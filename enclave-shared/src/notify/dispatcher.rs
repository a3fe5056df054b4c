/// Post-commit notification queue
///
/// Workflow operations queue notifications while their transaction is still
/// open, then dispatch the queue only after commit. This keeps the side
/// effects out of the transaction's success path entirely: a notification is
/// never sent for a rolled-back decision, and a failed send never undoes a
/// committed one.
///
/// Each notification is attempted up to [`MAX_ATTEMPTS`] times with a short
/// backoff. Terminal failure is logged as a warning (a recoverable delivery
/// problem, distinct from the workflow's own errors) and dropped.
///
/// # Example
///
/// ```no_run
/// use std::sync::Arc;
/// use enclave_shared::notify::{dispatcher::PostCommitQueue, Notifier};
///
/// # async fn example(notifier: Arc<dyn Notifier>) {
/// let mut queue = PostCommitQueue::new();
/// // ... queue.push(notification) while the transaction is open ...
/// // tx.commit().await?;
/// queue.dispatch(notifier.as_ref()).await;
/// # }
/// ```

use std::time::Duration;

use tracing::{debug, warn};

use super::{Notification, Notifier};

/// Attempts per notification before giving up
pub const MAX_ATTEMPTS: u32 = 3;

/// Delay before the first retry; doubles per attempt
const RETRY_BASE_DELAY: Duration = Duration::from_millis(250);

/// Notifications collected during a workflow operation, dispatched after
/// its transaction commits
#[derive(Debug, Default)]
pub struct PostCommitQueue {
    pending: Vec<Notification>,
}

impl PostCommitQueue {
    /// Creates an empty queue
    pub fn new() -> Self {
        Self::default()
    }

    /// Queues a notification for post-commit dispatch
    pub fn push(&mut self, notification: Notification) {
        self.pending.push(notification);
    }

    /// Number of queued notifications
    pub fn len(&self) -> usize {
        self.pending.len()
    }

    /// Whether the queue is empty
    pub fn is_empty(&self) -> bool {
        self.pending.is_empty()
    }

    /// Dispatches every queued notification, consuming the queue
    ///
    /// Never fails: each delivery is retried up to [`MAX_ATTEMPTS`] times
    /// and a terminal failure is logged as a warning. Call this only after
    /// the owning transaction has committed.
    pub async fn dispatch(self, notifier: &dyn Notifier) {
        for notification in self.pending {
            send_with_retry(notifier, &notification).await;
        }
    }
}

/// Sends one notification with bounded retries and exponential backoff
async fn send_with_retry(notifier: &dyn Notifier, notification: &Notification) {
    let mut delay = RETRY_BASE_DELAY;

    for attempt in 1..=MAX_ATTEMPTS {
        match notifier.send(notification).await {
            Ok(receipt) => {
                debug!(
                    template = notification.template.as_str(),
                    recipient = %notification.recipient.user_id,
                    delivery_id = ?receipt.delivery_id,
                    "Notification delivered"
                );
                return;
            }
            Err(e) if attempt < MAX_ATTEMPTS => {
                debug!(
                    template = notification.template.as_str(),
                    recipient = %notification.recipient.user_id,
                    attempt,
                    error = %e,
                    "Notification delivery failed, retrying"
                );
                tokio::time::sleep(delay).await;
                delay *= 2;
            }
            Err(e) => {
                warn!(
                    template = notification.template.as_str(),
                    recipient = %notification.recipient.user_id,
                    attempts = MAX_ATTEMPTS,
                    error = %e,
                    "Notification delivery failed, giving up"
                );
            }
        }
    }
}

#[cfg(test)]
mod tests {
    use super::*;
    use crate::notify::{DeliveryReceipt, NotificationTemplate, NotifyError, Recipient};
    use async_trait::async_trait;
    use serde_json::json;
    use std::sync::atomic::{AtomicU32, Ordering};
    use std::sync::Mutex;
    use uuid::Uuid;

    /// Fake notifier that fails a configurable number of times, then succeeds
    struct FlakyNotifier {
        failures_before_success: u32,
        calls: AtomicU32,
        delivered: Mutex<Vec<NotificationTemplate>>,
    }

    impl FlakyNotifier {
        fn new(failures_before_success: u32) -> Self {
            Self {
                failures_before_success,
                calls: AtomicU32::new(0),
                delivered: Mutex::new(Vec::new()),
            }
        }
    }

    #[async_trait]
    impl Notifier for FlakyNotifier {
        async fn send(&self, notification: &Notification) -> Result<DeliveryReceipt, NotifyError> {
            let call = self.calls.fetch_add(1, Ordering::SeqCst);
            if call < self.failures_before_success {
                return Err(NotifyError::Transport("connection refused".to_string()));
            }

            self.delivered
                .lock()
                .unwrap()
                .push(notification.template);
            Ok(DeliveryReceipt { delivery_id: None })
        }
    }

    fn sample_notification(template: NotificationTemplate) -> Notification {
        Notification {
            recipient: Recipient {
                user_id: Uuid::new_v4(),
                email: "applicant@example.com".to_string(),
                phone: None,
            },
            template,
            data: json!({ "entry_id": Uuid::new_v4() }),
        }
    }

    #[tokio::test(start_paused = true)]
    async fn test_dispatch_delivers_everything() {
        let notifier = FlakyNotifier::new(0);

        let mut queue = PostCommitQueue::new();
        queue.push(sample_notification(NotificationTemplate::SubmissionReceived));
        queue.push(sample_notification(NotificationTemplate::NewSubmissionAlert));
        assert_eq!(queue.len(), 2);

        queue.dispatch(&notifier).await;

        let delivered = notifier.delivered.lock().unwrap();
        assert_eq!(
            *delivered,
            vec![
                NotificationTemplate::SubmissionReceived,
                NotificationTemplate::NewSubmissionAlert,
            ]
        );
    }

    #[tokio::test(start_paused = true)]
    async fn test_dispatch_retries_transient_failures() {
        // Fails twice, succeeds on the third (and last) attempt
        let notifier = FlakyNotifier::new(MAX_ATTEMPTS - 1);

        let mut queue = PostCommitQueue::new();
        queue.push(sample_notification(NotificationTemplate::ApplicationApproved));
        queue.dispatch(&notifier).await;

        assert_eq!(notifier.calls.load(Ordering::SeqCst), MAX_ATTEMPTS);
        assert_eq!(notifier.delivered.lock().unwrap().len(), 1);
    }

    #[tokio::test(start_paused = true)]
    async fn test_dispatch_gives_up_after_max_attempts() {
        let notifier = FlakyNotifier::new(u32::MAX);

        let mut queue = PostCommitQueue::new();
        queue.push(sample_notification(NotificationTemplate::ApplicationRejected));

        // Must complete (and not panic or error) despite every attempt failing
        queue.dispatch(&notifier).await;

        assert_eq!(notifier.calls.load(Ordering::SeqCst), MAX_ATTEMPTS);
        assert!(notifier.delivered.lock().unwrap().is_empty());
    }

    #[test]
    fn test_empty_queue() {
        let queue = PostCommitQueue::new();
        assert!(queue.is_empty());
        assert_eq!(queue.len(), 0);
    }
}
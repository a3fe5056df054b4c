/// Error taxonomy for the membership workflow
///
/// The variants split along the lines the HTTP layer cares about:
///
/// - not found: `UserNotFound`, `SurveyNotFound`
/// - conflict: `DuplicateApplication`, `AlreadyDecided`
/// - authorization: `UnauthorizedDecider`, `StageNotEligible`
/// - validation: `InvalidAnswers`
/// - persistence: `Persistence` (logged server-side, surfaced generically)
///
/// Delivery failures are deliberately absent: the notification dispatcher
/// logs them as warnings and they never reach the caller.

use uuid::Uuid;

/// Error type for workflow operations
#[derive(Debug, thiserror::Error)]
pub enum WorkflowError {
    /// The referenced user does not exist
    #[error("User {0} not found")]
    UserNotFound(Uuid),

    /// The referenced survey log entry does not exist
    #[error("Survey log entry {0} not found")]
    SurveyNotFound(Uuid),

    /// The user already has an outstanding pending application
    #[error("User {0} already has a pending application")]
    DuplicateApplication(Uuid),

    /// The entry was already decided; decisions are not reversible here
    #[error("Survey log entry {0} has already been decided")]
    AlreadyDecided(Uuid),

    /// The caller does not hold a role that may decide applications
    #[error("User {0} is not authorized to decide applications")]
    UnauthorizedDecider(Uuid),

    /// The user's current stage does not permit a submission
    #[error("Membership stage {0} does not permit a new application")]
    StageNotEligible(&'static str),

    /// The submitted answers are not a non-empty structured payload
    #[error("Survey answers must be a non-empty object")]
    InvalidAnswers,

    /// Transactional failure; details stay server-side
    #[error("Persistence failure: {0}")]
    Persistence(#[from] sqlx::Error),
}

#[cfg(test)]
mod tests {
    use super::*;

    #[test]
    fn test_error_messages_name_the_offender() {
        let id = Uuid::new_v4();

        assert!(WorkflowError::UserNotFound(id).to_string().contains(&id.to_string()));
        assert!(WorkflowError::AlreadyDecided(id).to_string().contains("already been decided"));
        assert!(WorkflowError::StageNotEligible("member")
            .to_string()
            .contains("member"));
    }
}
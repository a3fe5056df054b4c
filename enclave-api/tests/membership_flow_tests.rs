/// End-to-end tests for the membership application flow
///
/// These drive the full router over HTTP semantics: registration, survey
/// submission, the admin review queue, decisions and the stage-gated
/// member directory.

mod common;

use axum::body::Body;
use axum::http::{Request, StatusCode};
use common::TestContext;
use serde_json::json;

fn apply_request(auth: &str, answers: serde_json::Value) -> Request<Body> {
    Request::builder()
        .method("POST")
        .uri("/v1/membership/apply")
        .header("authorization", auth)
        .header("content-type", "application/json")
        .body(Body::from(json!({ "answers": answers }).to_string()))
        .unwrap()
}

fn decide_request(auth: &str, entry_id: &str, decision: &str) -> Request<Body> {
    Request::builder()
        .method("POST")
        .uri(format!("/v1/admin/applications/{}/decide", entry_id))
        .header("authorization", auth)
        .header("content-type", "application/json")
        .body(Body::from(json!({ "decision": decision }).to_string()))
        .unwrap()
}

fn status_request(auth: &str) -> Request<Body> {
    Request::builder()
        .method("GET")
        .uri("/v1/membership/status")
        .header("authorization", auth)
        .body(Body::empty())
        .unwrap()
}

#[tokio::test]
#[ignore = "requires a running PostgreSQL instance (set DATABASE_URL)"]
async fn test_apply_then_approve_flow() {
    let ctx = TestContext::new().await.unwrap();
    let applicant = ctx.register_user().await;
    let admin = ctx.register_admin().await;

    // Submit an application
    let (status, body) = ctx
        .request(apply_request(
            &applicant.auth_header(),
            json!({ "why": "community" }),
        ))
        .await;
    assert_eq!(status, StatusCode::CREATED, "apply failed: {}", body);
    assert_eq!(body["approval_status"], "pending");
    let entry_id = body["entry_id"].as_str().unwrap().to_string();

    // Applicant now sees the pending stage
    let (status, body) = ctx.request(status_request(&applicant.auth_header())).await;
    assert_eq!(status, StatusCode::OK);
    assert_eq!(body["stage"], "pending");
    assert_eq!(body["pending_entry_id"], entry_id.as_str());

    // The entry shows up in the review queue
    let (status, body) = ctx
        .request(
            Request::builder()
                .method("GET")
                .uri("/v1/admin/applications")
                .header("authorization", admin.auth_header())
                .body(Body::empty())
                .unwrap(),
        )
        .await;
    assert_eq!(status, StatusCode::OK);
    let queue = body["applications"].as_array().unwrap();
    assert!(queue
        .iter()
        .any(|entry| entry["entry_id"] == entry_id.as_str()));

    // Approve it
    let (status, body) = ctx
        .request(decide_request(&admin.auth_header(), &entry_id, "approved"))
        .await;
    assert_eq!(status, StatusCode::OK, "decide failed: {}", body);
    assert_eq!(body["new_stage"], "pre_member");

    // The applicant's status reflects the decision
    let (status, body) = ctx.request(status_request(&applicant.auth_header())).await;
    assert_eq!(status, StatusCode::OK);
    assert_eq!(body["stage"], "pre_member");
    assert!(body.get("pending_entry_id").is_none());
}

#[tokio::test]
#[ignore = "requires a running PostgreSQL instance (set DATABASE_URL)"]
async fn test_duplicate_application_conflicts() {
    let ctx = TestContext::new().await.unwrap();
    let applicant = ctx.register_user().await;

    let (status, _) = ctx
        .request(apply_request(
            &applicant.auth_header(),
            json!({ "why": "first" }),
        ))
        .await;
    assert_eq!(status, StatusCode::CREATED);

    let (status, body) = ctx
        .request(apply_request(
            &applicant.auth_header(),
            json!({ "why": "second" }),
        ))
        .await;
    assert_eq!(status, StatusCode::CONFLICT);
    assert_eq!(body["error"], "conflict");
}

#[tokio::test]
#[ignore = "requires a running PostgreSQL instance (set DATABASE_URL)"]
async fn test_empty_answers_rejected() {
    let ctx = TestContext::new().await.unwrap();
    let applicant = ctx.register_user().await;

    let (status, body) = ctx
        .request(apply_request(&applicant.auth_header(), json!({})))
        .await;
    assert_eq!(status, StatusCode::UNPROCESSABLE_ENTITY);
    assert_eq!(body["error"], "validation_error");
}

#[tokio::test]
#[ignore = "requires a running PostgreSQL instance (set DATABASE_URL)"]
async fn test_non_admin_cannot_review() {
    let ctx = TestContext::new().await.unwrap();
    let applicant = ctx.register_user().await;
    let bystander = ctx.register_user().await;

    let (_, body) = ctx
        .request(apply_request(
            &applicant.auth_header(),
            json!({ "why": "community" }),
        ))
        .await;
    let entry_id = body["entry_id"].as_str().unwrap().to_string();

    let (status, _) = ctx
        .request(
            Request::builder()
                .method("GET")
                .uri("/v1/admin/applications")
                .header("authorization", bystander.auth_header())
                .body(Body::empty())
                .unwrap(),
        )
        .await;
    assert_eq!(status, StatusCode::FORBIDDEN);

    let (status, _) = ctx
        .request(decide_request(
            &bystander.auth_header(),
            &entry_id,
            "approved",
        ))
        .await;
    assert_eq!(status, StatusCode::FORBIDDEN);
}

#[tokio::test]
#[ignore = "requires a running PostgreSQL instance (set DATABASE_URL)"]
async fn test_repeat_decision_conflicts() {
    let ctx = TestContext::new().await.unwrap();
    let applicant = ctx.register_user().await;
    let admin = ctx.register_admin().await;

    let (_, body) = ctx
        .request(apply_request(
            &applicant.auth_header(),
            json!({ "why": "community" }),
        ))
        .await;
    let entry_id = body["entry_id"].as_str().unwrap().to_string();

    let (status, _) = ctx
        .request(decide_request(&admin.auth_header(), &entry_id, "rejected"))
        .await;
    assert_eq!(status, StatusCode::OK);

    let (status, body) = ctx
        .request(decide_request(&admin.auth_header(), &entry_id, "approved"))
        .await;
    assert_eq!(status, StatusCode::CONFLICT, "body: {}", body);
}

#[tokio::test]
#[ignore = "requires a running PostgreSQL instance (set DATABASE_URL)"]
async fn test_rejected_applicant_can_reapply() {
    let ctx = TestContext::new().await.unwrap();
    let applicant = ctx.register_user().await;
    let admin = ctx.register_admin().await;

    let (_, body) = ctx
        .request(apply_request(
            &applicant.auth_header(),
            json!({ "why": "first try" }),
        ))
        .await;
    let entry_id = body["entry_id"].as_str().unwrap().to_string();

    let (status, body) = ctx
        .request(decide_request(&admin.auth_header(), &entry_id, "rejected"))
        .await;
    assert_eq!(status, StatusCode::OK);
    assert_eq!(body["new_stage"], "reapply_eligible");

    let (status, _) = ctx
        .request(apply_request(
            &applicant.auth_header(),
            json!({ "why": "second try" }),
        ))
        .await;
    assert_eq!(status, StatusCode::CREATED);
}

#[tokio::test]
#[ignore = "requires a running PostgreSQL instance (set DATABASE_URL)"]
async fn test_directory_gated_to_members() {
    let ctx = TestContext::new().await.unwrap();
    let applicant = ctx.register_user().await;
    let admin = ctx.register_admin().await;

    let directory_request = |auth: String| {
        Request::builder()
            .method("GET")
            .uri("/v1/members/directory")
            .header("authorization", auth)
            .body(Body::empty())
            .unwrap()
    };

    // An applicant is turned away
    let (status, _) = ctx
        .request(directory_request(applicant.auth_header()))
        .await;
    assert_eq!(status, StatusCode::FORBIDDEN);

    // Walk the applicant through both approval rounds
    for answers in [json!({ "why": "join" }), json!({ "why": "full member" })] {
        let (status, body) = ctx
            .request(apply_request(&applicant.auth_header(), answers))
            .await;
        assert_eq!(status, StatusCode::CREATED);
        let entry_id = body["entry_id"].as_str().unwrap().to_string();

        let (status, _) = ctx
            .request(decide_request(&admin.auth_header(), &entry_id, "approved"))
            .await;
        assert_eq!(status, StatusCode::OK);
    }

    let (status, body) = ctx.request(status_request(&applicant.auth_header())).await;
    assert_eq!(status, StatusCode::OK);
    assert_eq!(body["stage"], "member");

    // A full member sees the directory, and is listed in it
    let (status, body) = ctx
        .request(directory_request(applicant.auth_header()))
        .await;
    assert_eq!(status, StatusCode::OK);
    let members = body["members"].as_array().unwrap();
    assert!(members
        .iter()
        .any(|m| m["user_id"] == applicant.user_id.to_string()));
}

#[tokio::test]
#[ignore = "requires a running PostgreSQL instance (set DATABASE_URL)"]
async fn test_authentication_required() {
    let ctx = TestContext::new().await.unwrap();

    for uri in [
        "/v1/membership/status",
        "/v1/admin/applications",
        "/v1/members/directory",
    ] {
        let request = Request::builder()
            .method("GET")
            .uri(uri)
            .body(Body::empty())
            .unwrap();
        let (status, _) = ctx.request(request).await;
        assert_eq!(status, StatusCode::UNAUTHORIZED, "uri: {}", uri);
    }
}

#[tokio::test]
#[ignore = "requires a running PostgreSQL instance (set DATABASE_URL)"]
async fn test_health_check() {
    let ctx = TestContext::new().await.unwrap();

    let request = Request::builder()
        .method("GET")
        .uri("/health")
        .body(Body::empty())
        .unwrap();

    let (status, body) = ctx.request(request).await;
    assert_eq!(status, StatusCode::OK);
    assert_eq!(body["status"], "ok");
    assert_eq!(body["database"]["reachable"], true);
    // TestContext runs migrations, so the schema must be visible here
    assert_eq!(body["database"]["migrations_applied"], true);
}
/// Notification dispatcher contract
///
/// The workflow engine never sends email or SMS itself. It composes
/// [`Notification`] values and hands them to a [`Notifier`] implementation
/// after its transaction commits. The transport (an email/SMS gateway) stays
/// behind the trait; the API server provides an HTTP implementation and
/// tests substitute a recording fake.
///
/// Delivery is fire-and-forget with respect to the workflow transaction: a
/// failed send is retried and ultimately logged as a warning, but it never
/// rolls back or fails the operation that produced it.
///
/// # Modules
///
/// - [`dispatcher`]: the post-commit queue and retrying dispatch loop

pub mod dispatcher;

use async_trait::async_trait;
use serde::{Deserialize, Serialize};
use uuid::Uuid;

/// Message templates the workflow can send
#[derive(Debug, Clone, Copy, PartialEq, Eq, Serialize, Deserialize)]
#[serde(rename_all = "snake_case")]
pub enum NotificationTemplate {
    /// To the applicant: we received your submission
    SubmissionReceived,

    /// To each admin: a new submission awaits review
    NewSubmissionAlert,

    /// To the applicant: your application was approved
    ApplicationApproved,

    /// To the applicant: your application was rejected
    ApplicationRejected,
}

impl NotificationTemplate {
    /// Template name as sent to the delivery gateway
    pub fn as_str(&self) -> &'static str {
        match self {
            NotificationTemplate::SubmissionReceived => "submission_received",
            NotificationTemplate::NewSubmissionAlert => "new_submission_alert",
            NotificationTemplate::ApplicationApproved => "application_approved",
            NotificationTemplate::ApplicationRejected => "application_rejected",
        }
    }
}

/// Who a notification goes to
#[derive(Debug, Clone, Serialize, Deserialize)]
pub struct Recipient {
    /// The user the message is addressed to
    pub user_id: Uuid,

    /// Delivery email address
    pub email: String,

    /// Optional SMS number
    pub phone: Option<String>,
}

/// One message to be delivered
#[derive(Debug, Clone, Serialize, Deserialize)]
pub struct Notification {
    /// Addressee
    pub recipient: Recipient,

    /// Which template to render
    pub template: NotificationTemplate,

    /// Template data (decision remarks, entry id, etc.)
    pub data: serde_json::Value,
}

/// Receipt returned by a successful delivery
#[derive(Debug, Clone, Serialize, Deserialize)]
pub struct DeliveryReceipt {
    /// Gateway-assigned delivery id, when the transport provides one
    pub delivery_id: Option<String>,
}

/// Error type for delivery attempts
///
/// All variants are recoverable from the workflow's point of view: the
/// dispatcher retries and then logs, it never propagates.
#[derive(Debug, thiserror::Error)]
pub enum NotifyError {
    /// Transport-level failure (connection refused, timeout, 5xx)
    #[error("Delivery transport failed: {0}")]
    Transport(String),

    /// The gateway rejected the message (bad template, bad recipient)
    #[error("Delivery rejected: {0}")]
    Rejected(String),
}

/// Delivery seam between the workflow and the outside world
///
/// Implementations must be cheap to clone behind an `Arc` and safe to call
/// concurrently.
#[async_trait]
pub trait Notifier: Send + Sync {
    /// Delivers one notification
    async fn send(&self, notification: &Notification) -> Result<DeliveryReceipt, NotifyError>;
}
------------
_WORK INSTRUCTIONS_. Above are the records; copy exactly the lines from the line with "fn sample_notification(template: NotificationTemplate)" through the line with "every attempt failing", both included.

_EXERCISE RESPONSE_.
    fn sample_notification(template: NotificationTemplate) -> Notification {
        Notification {
            recipient: Recipient {
                user_id: Uuid::new_v4(),
                email: "applicant@example.com".to_string(),
                phone: None,
            },
            template,
            data: json!({ "entry_id": Uuid::new_v4() }),
        }
    }

    #[tokio::test(start_paused = true)]
    async fn test_dispatch_delivers_everything() {
        let notifier = FlakyNotifier::new(0);

        let mut queue = PostCommitQueue::new();
        queue.push(sample_notification(NotificationTemplate::SubmissionReceived));
        queue.push(sample_notification(NotificationTemplate::NewSubmissionAlert));
        assert_eq!(queue.len(), 2);

        queue.dispatch(&notifier).await;

        let delivered = notifier.delivered.lock().unwrap();
        assert_eq!(
            *delivered,
            vec![
                NotificationTemplate::SubmissionReceived,
                NotificationTemplate::NewSubmissionAlert,
            ]
        );
    }

    #[tokio::test(start_paused = true)]
    async fn test_dispatch_retries_transient_failures() {
        // Fails twice, succeeds on the third (and last) attempt
        let notifier = FlakyNotifier::new(MAX_ATTEMPTS - 1);

        let mut queue = PostCommitQueue::new();
        queue.push(sample_notification(NotificationTemplate::ApplicationApproved));
        queue.dispatch(&notifier).await;

        assert_eq!(notifier.calls.load(Ordering::SeqCst), MAX_ATTEMPTS);
        assert_eq!(notifier.delivered.lock().unwrap().len(), 1);
    }

    #[tokio::test(start_paused = true)]
    async fn test_dispatch_gives_up_after_max_attempts() {
        let notifier = FlakyNotifier::new(u32::MAX);

        let mut queue = PostCommitQueue::new();
        queue.push(sample_notification(NotificationTemplate::ApplicationRejected));

        // Must complete (and not panic or error) despite every attempt failing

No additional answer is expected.